In altri tempi, di fronte a situazioni simili, erano i bassi tassi a offrire una possibilità di recupero al mattone. Ora i bassi tassi in teoria ci sarebbero ma, per colpa dei problemi del debito pubblico, nella realtà si sono rialzati rispetto anche solo a qualche mese fa, quando ancora si trovava un mutuo a tasso fisso intorno al 4 laddove oggi si arriva facilmente oltre il 55,50 per cento.
Il crollo dell’edilizia abitativa colpisce al cuore un sistema economico – quello delle costruzioni che, nel suo complesso, vale circa l’11 per cento del prodotto interno lordo. «E più della metà – dice Antonio Gennari, direttore dell’ufficio studi dell’Ance – è prodotto dalla sola edilizia abitativa. L’apporto alla crescita economica complessiva da parte di questo settore è stato importantissimo: tra il 1997 e il 2007 gli investimenti sono cresciuti del 24 per cento, contro un aumento del pil del solo 13 per cento. Il settore delle costruzioni ha davvero trainato il pil. Adesso, però, questa spinta è venuta meno. Al forte calo degli investimenti pubblici sulle grandi opere infrastrutturali che dura già da qualche anno si è aggiunto adesso il crollo degli investimenti privati sull’edilizia».
Un qualche intervento pubblico sembra ora necessario, sia per rilanciare i grandi lavori sia per spingere l’edilizia abitativa. Con i giganteschi problemi di debito sovrano che ha l’Italia non sarà facile trovare dei soldi, però è anche vero che l’Unione europea (e il buon senso) ci dicono che solo un rilancio della crescita economica potrà far uscire il paese dalla spirale negativa. E in tutti i libri di economia si mostrano gli effetti benefici di una ripresa dell’edilizia: per attivare “calce e mazzuola” bastano pochi soldi mentre si trainano molti altri settori, dal cemento ai materiali per l’edilizia e ai trasporti. «Tra effetti diretti, indiretti e indotto – dice Gennari – si è calcolato che 1 miliardo investito nell’edilizia ne attiva circa 3,34».

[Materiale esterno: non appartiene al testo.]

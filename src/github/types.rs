// src/github/types.rs
// =============================================================================
// Data shapes returned by the GitHub contents API.
//
// GET /repos/{owner}/{repo}/contents/{path} answers with either:
// - a JSON array  -> the path is a directory, one object per child
// - a JSON object -> the path is a single file (its metadata)
//
// We only keep the fields the viewer actually uses. serde ignores the rest
// (url, html_url, git_url, _links, ...).
// =============================================================================

use serde::{Deserialize, Serialize};

/// What kind of node a content entry is.
///
/// GitHub calls directories "dir". Symlinks and submodules also show up in
/// listings; we never navigate into them, so they collapse into `Other`.
#[derive(Debug, Clone, Copy, PartialEq, Eq, Hash, Serialize, Deserialize)]
#[serde(rename_all = "lowercase")]
pub enum EntryKind {
    File,
    #[serde(rename = "dir")]
    Directory,
    #[serde(other)]
    Other,
}

/// One node from a directory listing (or a single file's metadata).
#[derive(Debug, Clone, PartialEq, Eq, Serialize, Deserialize)]
pub struct ContentEntry {
    pub name: String,
    pub path: String,
    #[serde(default)]
    pub sha: String,
    #[serde(default)]
    pub size: u64,
    #[serde(rename = "type")]
    pub kind: EntryKind,
    /// Raw download location. GitHub only fills this in for files.
    #[serde(default)]
    pub download_url: Option<String>,
}

impl ContentEntry {
    pub fn is_directory(&self) -> bool {
        self.kind == EntryKind::Directory
    }

    /// True for `.md` / `.mdx` files, the only entries that become links.
    pub fn is_markdown(&self) -> bool {
        self.kind == EntryKind::File && is_markdown_name(&self.name)
    }
}

/// The two response shapes of the contents endpoint.
///
/// `#[serde(untagged)]` tries each variant in order, so an array becomes
/// `Listing` and an object becomes `File`.
#[derive(Debug, Clone, PartialEq, Eq, Deserialize)]
#[serde(untagged)]
pub enum Contents {
    Listing(Vec<ContentEntry>),
    File(ContentEntry),
}

/// Checks a file name for a Markdown extension.
pub fn is_markdown_name(name: &str) -> bool {
    name.ends_with(".md") || name.ends_with(".mdx")
}

/// Removes a trailing `.md` or `.mdx` (only one of them, only at the end).
pub fn strip_markdown_ext(name: &str) -> &str {
    name.strip_suffix(".mdx")
        .or_else(|| name.strip_suffix(".md"))
        .unwrap_or(name)
}
// src/document/title.rs
// Display names derived from file names and slugs.

use crate::github::strip_markdown_ext;

/// Replaces `-` and `_` with spaces: "my_post" -> "my post".
pub fn humanize(name: &str) -> String {
    name.replace(['-', '_'], " ")
}

/// "getting-started.md" -> "getting started"
pub fn doc_title(file_name: &str) -> String {
    humanize(strip_markdown_ext(file_name))
}

/// Blog slugs carry no extension, so this is just humanize.
pub fn slug_title(slug: &str) -> String {
    humanize(slug)
}
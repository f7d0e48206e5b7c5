// src/error.rs
// =============================================================================
// Error types shared across the viewer.
//
// There are two layers:
// - SourceError: what went wrong talking to GitHub (HTTP status, network,
//   bad JSON). Only the github module produces these.
// - ResolveError: what the tree and document resolvers report. Every
//   SourceError is converted into one of four kinds before it leaves a
//   resolver, so the printing code only ever has to handle these four.
//
// main.rs still uses anyhow for everything that is not a resolution failure
// (bad settings file, broken config, ...).
// =============================================================================

use serde::Serialize;
use thiserror::Error;

/// Failures from the content source (GitHub contents API or a raw download).
#[derive(Debug, Clone, Error, PartialEq, Eq)]
pub enum SourceError {
    /// The API answered 404 for this path.
    #[error("not found: {0}")]
    NotFound(String),

    /// GitHub refused the request because the unauthenticated quota ran out.
    #[error("GitHub API rate limit exceeded")]
    RateLimited,

    /// Any other non-success HTTP status.
    #[error("HTTP {status} from {url}")]
    Status { status: u16, url: String },

    /// The request never got a response (DNS, TLS, connection reset, ...).
    #[error("network error: {0}")]
    Network(String),

    /// The response body was not the JSON shape we expected.
    #[error("could not decode response: {0}")]
    Decode(String),

    /// We could not even build a URL for the request.
    #[error("invalid url: {0}")]
    InvalidUrl(String),
}

/// The four ways a tree listing or document resolution can fail.
///
/// Each variant carries the human-readable message shown to the user.
#[derive(Debug, Clone, Error, PartialEq, Eq, Serialize)]
#[serde(tag = "kind", content = "message", rename_all = "snake_case")]
pub enum ResolveError {
    /// The path or slug does not exist in the repository.
    #[error("{0}")]
    NotFound(String),

    /// The path exists but is not a downloadable file.
    #[error("{0}")]
    InvalidTarget(String),

    /// Metadata was fine but the raw text download failed.
    #[error("{0}")]
    DownloadFailed(String),

    /// Listing or metadata request failed for any other reason.
    #[error("{0}")]
    FetchFailed(String),
}

impl ResolveError {
    /// Short label used when printing, so "not found" and "network trouble"
    /// always look different on screen.
    pub fn label(&self) -> &'static str {
        match self {
            ResolveError::NotFound(_) => "not found",
            ResolveError::InvalidTarget(_) => "invalid target",
            ResolveError::DownloadFailed(_) => "download failed",
            ResolveError::FetchFailed(_) => "fetch failed",
        }
    }

    // Converts a failed listing/metadata call. A 404 becomes NotFound with
    // the caller's message; everything else is a FetchFailed.
    pub(crate) fn from_source(err: SourceError, not_found_message: &str) -> Self {
        match err {
            SourceError::NotFound(_) => ResolveError::NotFound(not_found_message.to_string()),
            SourceError::RateLimited => ResolveError::FetchFailed(
                "GitHub API rate limit exceeded, try again later.".to_string(),
            ),
            other => ResolveError::FetchFailed(other.to_string()),
        }
    }
}

#[cfg(test)]
mod tests {
    use super::*;

    #[test]
    fn test_not_found_keeps_caller_message() {
        let err = ResolveError::from_source(
            SourceError::NotFound("docs/x.md".to_string()),
            "File not found in repository.",
        );
        assert_eq!(
            err,
            ResolveError::NotFound("File not found in repository.".to_string())
        );
    }

    #[test]
    fn test_rate_limit_is_a_fetch_failure() {
        let err = ResolveError::from_source(SourceError::RateLimited, "unused");
        assert_eq!(err.label(), "fetch failed");
        assert!(err.to_string().contains("rate limit"));
    }

    #[test]
    fn test_status_is_a_fetch_failure() {
        let err = ResolveError::from_source(
            SourceError::Status {
                status: 500,
                url: "https://api.github.com/x".to_string(),
            },
            "unused",
        );
        assert!(matches!(err, ResolveError::FetchFailed(_)));
    }

    #[test]
    fn test_serializes_with_kind_tag() {
        let json = serde_json::to_value(ResolveError::NotFound("gone".to_string())).unwrap();
        assert_eq!(json["kind"], "not_found");
        assert_eq!(json["message"], "gone");
    }
}
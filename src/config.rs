// src/config.rs
// =============================================================================
// Runtime configuration, resolved once at startup.
//
// Sources, highest priority first:
//   1. command-line flags            (--api-base, --settings, --repo)
//   2. environment variables         (REPODOCS_API_BASE, REPODOCS_SETTINGS,
//                                     REPODOCS_PASSKEY)
//   3. built-in defaults             (api.github.com, <config dir>/repodocs/)
//
// clap already merges 1 and 2 for us (the `env` feature), so this file only
// fills in the defaults and validates what it got.
// =============================================================================

use anyhow::{bail, Context, Result};
use std::path::PathBuf;
use url::Url;

use crate::cli::Cli;
use crate::github::{RepositoryRef, DEFAULT_API_BASE};

/// Passkey used when REPODOCS_PASSKEY is not set.
pub const DEFAULT_PASSKEY: &str = "PratyanchIsGod";

#[derive(Debug, Clone)]
pub struct Config {
    /// Base URL of the GitHub REST API
    pub api_base: String,
    /// Where the repository selection is saved
    pub settings_path: PathBuf,
    /// Expected passkey for `repo set`
    pub passkey: String,
    /// One-off repository for this run; nothing gets saved
    pub repo_override: Option<RepositoryRef>,
}

impl Config {
    pub fn from_cli(cli: &Cli) -> Result<Self> {
        let api_base = cli
            .api_base
            .clone()
            .unwrap_or_else(|| DEFAULT_API_BASE.to_string());
        Url::parse(&api_base).with_context(|| format!("invalid API base URL: {}", api_base))?;

        let settings_path = match &cli.settings {
            Some(path) => path.clone(),
            None => default_settings_path()?,
        };

        let repo_override = cli.repo.as_deref().map(parse_repo_arg).transpose()?;

        Ok(Self {
            api_base,
            settings_path,
            passkey: cli
                .expected_passkey
                .clone()
                .unwrap_or_else(|| DEFAULT_PASSKEY.to_string()),
            repo_override,
        })
    }
}

/// `<config dir>/repodocs/settings.toml`, e.g. ~/.config/repodocs/settings.toml
pub fn default_settings_path() -> Result<PathBuf> {
    let dir = dirs::config_dir().context("could not determine the user config directory")?;
    Ok(dir.join("repodocs").join("settings.toml"))
}

// "owner/name" for --repo
fn parse_repo_arg(value: &str) -> Result<RepositoryRef> {
    match value.trim().split_once('/') {
        Some((owner, name)) if !owner.is_empty() && !name.is_empty() && !name.contains('/') => {
            Ok(RepositoryRef::new(owner, name))
        }
        _ => bail!("--repo must look like owner/name, got '{}'", value),
    }
}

La “spinta” pubblica non deve necessariamente comportare una spesa a fondo perduto, ma può anche basarsi su interventi “intelligenti” che alla lunga si ripagano da sé. «Esemplare è il caso del recupero edilizio – dice Gennari . Se ancora gli italiani investono in questo settore, l’unico con segno positivo, è indubitabile che ciò sia dovuto anche all’apporto della detrazione fiscale del 36 per cento, che comunque lo Stato si ripaga interamente. Altri interventi di questo tipo sono possibili. Ad esempio in Francia hanno introdotto i mutui a tasso zero per le giovani coppie mentre è stato favorito fiscalmente il puro investimento con l’obbligo però di dare in affitto l’abitazione a canone concordato per nove anni. Sembra poco, eppure tra il maggio del 2010 e il febbraio del 2011 in Francia è aumentato del 21,8 per cento il numero dei permessi di costruzione e del 16 quello delle le operazioni cantierate».
Allego uno studio di ottobre della Banca d’Italia sul mercato delle abitazioni in Italia.
Usare il proprio territorio come un bancomat da parte dei comuni, oltre che essere disastroso sotto il profilo ambientale, si sta rivelando un pessimo investimento delle proprie finanze.
Non sarebbe ora di cambiare prospettiva?